The management of Lambert-Eaton Myasthenic Syndrome revolves around treating its symptoms and, where present, the underlying malignancy. Here are some common therapy options.

  • Pyridostigmine: An oral medication used to treat symptoms of muscle weakness. It inhibits the breakdown of acetylcholine, allowing the neurotransmitter to remain active in the neuromuscular junction and improve muscle strength.
  • Firdapse: Firdapse (amifampridine) is approved specifically for the treatment of LEMS. It works by blocking potassium channels in the nerve cells, thereby prolonging the release of acetylcholine and improving muscle function.
  • Immunosuppressants: These can be prescribed to reduce the immune system's attack on the voltage-gated calcium channels. These include drugs such as prednisone, azathioprine and mycophenolate mofetil.
  • Plasma exchange: Plasmapheresis is a procedure that removes the patient's plasma and replaces it with fresh plasma or a plasma substitute, effectively removing the antibodies attacking the calcium channels.
  • Intravenous immunoglobulins (IVIG): Involves administering a mixture of antibodies to help block the harmful antibodies involved in LEMS.

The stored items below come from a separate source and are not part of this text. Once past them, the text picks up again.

#[cfg(test)]
mod tests {
    use super::*;
    use crate::config::Placement;
    use crate::recorder::tests::{labels, SharedWriter};
    use crate::ui::tests::ScriptedUi;

    fn setup(cols: u32, rows: u32, repeats: u32) -> (Validator, SharedWriter) {
        let config = ValidatorConfig {
            cols,
            rows,
            repeats,
            target_size: 10,
            ..ValidatorConfig::default()
        };
        let writer = SharedWriter::default();
        let recorder = Recorder::to_writer(labels(false), Box::new(writer.clone()));
        let validator = Validator::new(&config, (1000, 1000), recorder)
            .unwrap()
            .with_seed(7);
        (validator, writer)
    }

    #[test]
    fn hit_test_boundary() {
        let target = Position::new(500, 500);
        assert!(hit_test(Position::new(503, 503), target, 10));
        assert!(!hit_test(Position::new(506, 500), target, 10));
        assert!(hit_test(Position::new(505, 500), target, 10));
        assert!(hit_test(Position::new(495, 500), target, 10));
        assert!(!hit_test(Position::INVALID, target, 10));
    }

    #[test]
    fn waits_for_the_splash_screen() {
        let (mut validator, _) = setup(2, 2, 1);
        let mut ui = ScriptedUi::new((1000, 1000));

        assert_eq!(validator.tick(&mut ui).unwrap(), Tick::Waiting);
        assert!(ui.targets.is_empty());
        assert_eq!(validator.state(), TrialState::AwaitingTarget);
    }

    #[test]
    fn full_run_two_by_two() {
        let (mut validator, writer) = setup(2, 2, 1);
        let mut ui = ScriptedUi::new((1000, 1000));
        ui.in_test = true;

        let mut seen = Vec::new();
        for _ in 0..4 {
            let Tick::TargetShown { index, position } = validator.tick(&mut ui).unwrap() else {
                panic!("no target shown");
            };
            assert_eq!(validator.state(), TrialState::ShowingTarget);
            assert_eq!(validator.tick(&mut ui).unwrap(), Tick::Waiting);

            assert_eq!(validator.handle_click(position), ClickOutcome::Hit { index });
            assert!(validator.test_counts().iter().all(|&c| c <= 1));
            seen.push(index);
        }

        seen.sort_unstable();
        assert_eq!(seen, vec![0, 1, 2, 3]);
        assert_eq!(writer.flush_count(), 0);

        assert_eq!(validator.tick(&mut ui).unwrap(), Tick::Finished);
        assert_eq!(validator.state(), TrialState::Done);
        assert!(validator.testing_done());
        assert_eq!(ui.stopped, 1);
        assert_eq!(writer.flush_count(), 1);
        assert_eq!(writer.contents().lines().count(), 5);

        // nothing more happens, and dropping doesn't flush again
        assert_eq!(validator.tick(&mut ui).unwrap(), Tick::Finished);
        drop(validator);
        assert_eq!(writer.flush_count(), 1);
    }

    #[test]
    fn misses_are_discarded() {
        let (mut validator, writer) = setup(2, 2, 1);
        let mut ui = ScriptedUi::new((1000, 1000));
        ui.in_test = true;

        let Tick::TargetShown { position, .. } = validator.tick(&mut ui).unwrap() else {
            panic!("no target shown");
        };
        let off = Position::new(position.x + 6, position.y);
        assert_eq!(validator.handle_click(off), ClickOutcome::Miss);
        assert_eq!(validator.state(), TrialState::ShowingTarget);
        assert!(validator.test_counts().iter().all(|&c| c == 0));

        validator.flush().unwrap();
        assert_eq!(writer.contents().lines().count(), 1);
    }

    #[test]
    fn clicks_without_a_target_are_ignored() {
        let (mut validator, _) = setup(2, 2, 1);
        assert_eq!(
            validator.handle_click(Position::new(250, 250)),
            ClickOutcome::Ignored
        );
        assert_eq!(validator.cursor_store().read_single(), Position::new(250, 250));
    }

    #[test]
    fn counts_never_exceed_repeats() {
        let (mut validator, _) = setup(3, 2, 3);
        let mut ui = ScriptedUi::new((1000, 1000));
        ui.in_test = true;

        while let Tick::TargetShown { position, .. } = validator.tick(&mut ui).unwrap() {
            validator.handle_click(position);
            assert!(validator.test_counts().iter().all(|&c| c <= 3));
        }
        assert!(validator.test_counts().iter().all(|&c| c == 3));
        assert_eq!(ui.targets.len(), 18);
    }

    #[test]
    fn no_target_after_done() {
        let (mut validator, _) = setup(1, 1, 1);
        let mut ui = ScriptedUi::new((1000, 1000));
        ui.in_test = true;

        let (_, position) = validator.show_next_target(&mut ui).unwrap();
        validator.handle_click(position);
        assert!(matches!(
            validator.show_next_target(&mut ui),
            Err(ValidatorError::AlreadyDone)
        ));
    }

    #[test]
    fn second_measurement_after_a_hit_is_ignored() {
        let (mut validator, writer) = setup(1, 1, 1);
        let mut ui = ScriptedUi::new((1000, 1000));
        ui.in_test = true;

        let (index, position) = validator.show_next_target(&mut ui).unwrap();
        assert_eq!(validator.handle_click(position), ClickOutcome::Hit { index });
        assert_eq!(validator.record_measurement(), ClickOutcome::Ignored);
        assert_eq!(validator.test_counts(), &[1]);

        validator.flush().unwrap();
        assert_eq!(writer.contents().lines().count(), 2);
    }

    #[test]
    fn row_holds_the_target_at_commit_time() {
        let (mut validator, writer) = setup(1, 1, 2);
        let mut ui = ScriptedUi::new((1000, 1000));
        ui.in_test = true;
        validator
            .gaze_store()
            .set_right_left(Position::new(490, 510), Position::new(510, 490), 1.0);

        let Tick::TargetShown { position, .. } = validator.tick(&mut ui).unwrap() else {
            panic!("no target shown");
        };
        assert_eq!(position, Position::new(500, 500));
        validator.handle_click(Position::new(501, 502));
        validator.target_store().set_single(Position::new(1, 1), 0.0);
        validator.flush().unwrap();

        let text = writer.contents();
        let row = text.lines().nth(1).unwrap();
        assert!(row.ends_with(",0,500,500,501,502,500,500"), "{row}");
    }

    #[test]
    fn preview_leaves_counts_alone() {
        let config = ValidatorConfig {
            cols: 2,
            rows: 2,
            placement: Placement::Corners,
            ..ValidatorConfig::default()
        };
        let recorder = Recorder::to_writer(labels(false), Box::new(SharedWriter::default()));
        let validator = Validator::new(&config, (1000, 1000), recorder).unwrap();

        assert_eq!(validator.preview_targets().len(), 9);
        assert!(validator.test_counts().iter().all(|&c| c == 0));
        assert_eq!(validator.state(), TrialState::AwaitingTarget);
    }

    #[test]
    fn bad_config_is_rejected() {
        let config = ValidatorConfig {
            repeats: 0,
            ..ValidatorConfig::default()
        };
        let recorder = Recorder::to_writer(labels(false), Box::new(SharedWriter::default()));
        assert!(matches!(
            Validator::new(&config, (1000, 1000), recorder),
            Err(ConfigError::ZeroRepeats)
        ));
    }
}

Small-Cell Lung Cancer and Lambert-Eaton Myasthenic Syndrome

While LEMS is a rare syndrome, its strong association with SCLC highlights the importance of understanding both conditions. Recognizing the signs of lung cancer early, and acknowledging the neurological implications, like those seen in Lambert-Eaton Myasthenic Syndrome, not only provides insights into the underlying malignancies but also helps in devising a timely and effective treatment regimen, potentially improving patients' outcomes.